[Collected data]
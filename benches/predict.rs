use criterion::{BenchmarkId, Criterion, black_box, criterion_group, criterion_main};
use churnpal::artifact::TrainedArtifact;
use churnpal::ml::encoder::FeatureEncoder;
use churnpal::ml::logreg::{TrainOptions, train_logreg};
use churnpal::predictor;
use churnpal::record::{CustomerRecord, example_customer};
use churnpal::schema::FeatureSchema;

const RECORD_COUNT: usize = 1_000;

fn customers() -> (Vec<CustomerRecord>, Vec<u8>) {
    let contracts = ["month-to-month", "one_year", "two_year"];
    let internet = ["dsl", "fiber_optic", "no"];
    let mut records = Vec::with_capacity(RECORD_COUNT);
    let mut labels = Vec::with_capacity(RECORD_COUNT);
    for i in 0..RECORD_COUNT {
        let mut record = example_customer();
        let contract = contracts[i % contracts.len()];
        let tenure = (i * 13 % 72) as f64;
        record.insert("contract", contract);
        record.insert("internetservice", internet[i % internet.len()]);
        record.insert("tenure", tenure);
        record.insert("totalcharges", tenure * 29.85);
        labels.push(u8::from(contract == "month-to-month" && tenure < 24.0));
        records.push(record);
    }
    (records, labels)
}

fn fitted(records: &[CustomerRecord], labels: &[u8]) -> TrainedArtifact {
    let schema = FeatureSchema::churn_default();
    let (encoder, x) = FeatureEncoder::fit_transform(&schema, records).expect("encode");
    let outcome = train_logreg(&x, labels, &TrainOptions::default()).expect("fit");
    TrainedArtifact::new(encoder, outcome.model).expect("artifact")
}

fn bench_predict(c: &mut Criterion) {
    let (records, labels) = customers();
    let artifact = fitted(&records, &labels);
    c.bench_function("predict_one", |b| {
        let customer = example_customer();
        b.iter(|| predictor::predict_one(black_box(&customer), &artifact).expect("predict"));
    });
    c.bench_with_input(
        BenchmarkId::new("predict_batch", RECORD_COUNT),
        &records,
        |b, records| {
            b.iter(|| predictor::predict(black_box(records), &artifact).expect("predict"));
        },
    );
}

fn bench_fit(c: &mut Criterion) {
    let (records, labels) = customers();
    let schema = FeatureSchema::churn_default();
    let (_, x) = FeatureEncoder::fit_transform(&schema, &records).expect("encode");
    c.bench_with_input(BenchmarkId::new("train_logreg", RECORD_COUNT), &x, |b, x| {
        b.iter(|| train_logreg(black_box(x), &labels, &TrainOptions::default()).expect("fit"));
    });
}

criterion_group!(benches, bench_predict, bench_fit);
criterion_main!(benches);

### WHAT YOU WILL DO
Exact copies of the lines from the one holding "RECORD_COUNT), &x, |b, x|" through the last line above, and only those, make up the answer.

### RESULT OF THIS EXERCISE
    c.bench_with_input(BenchmarkId::new("train_logreg", RECORD_COUNT), &x, |b, x| {
        b.iter(|| train_logreg(black_box(x), &labels, &TrainOptions::default()).expect("fit"));
    });
}

criterion_group!(benches, bench_predict, bench_fit);
criterion_main!(benches);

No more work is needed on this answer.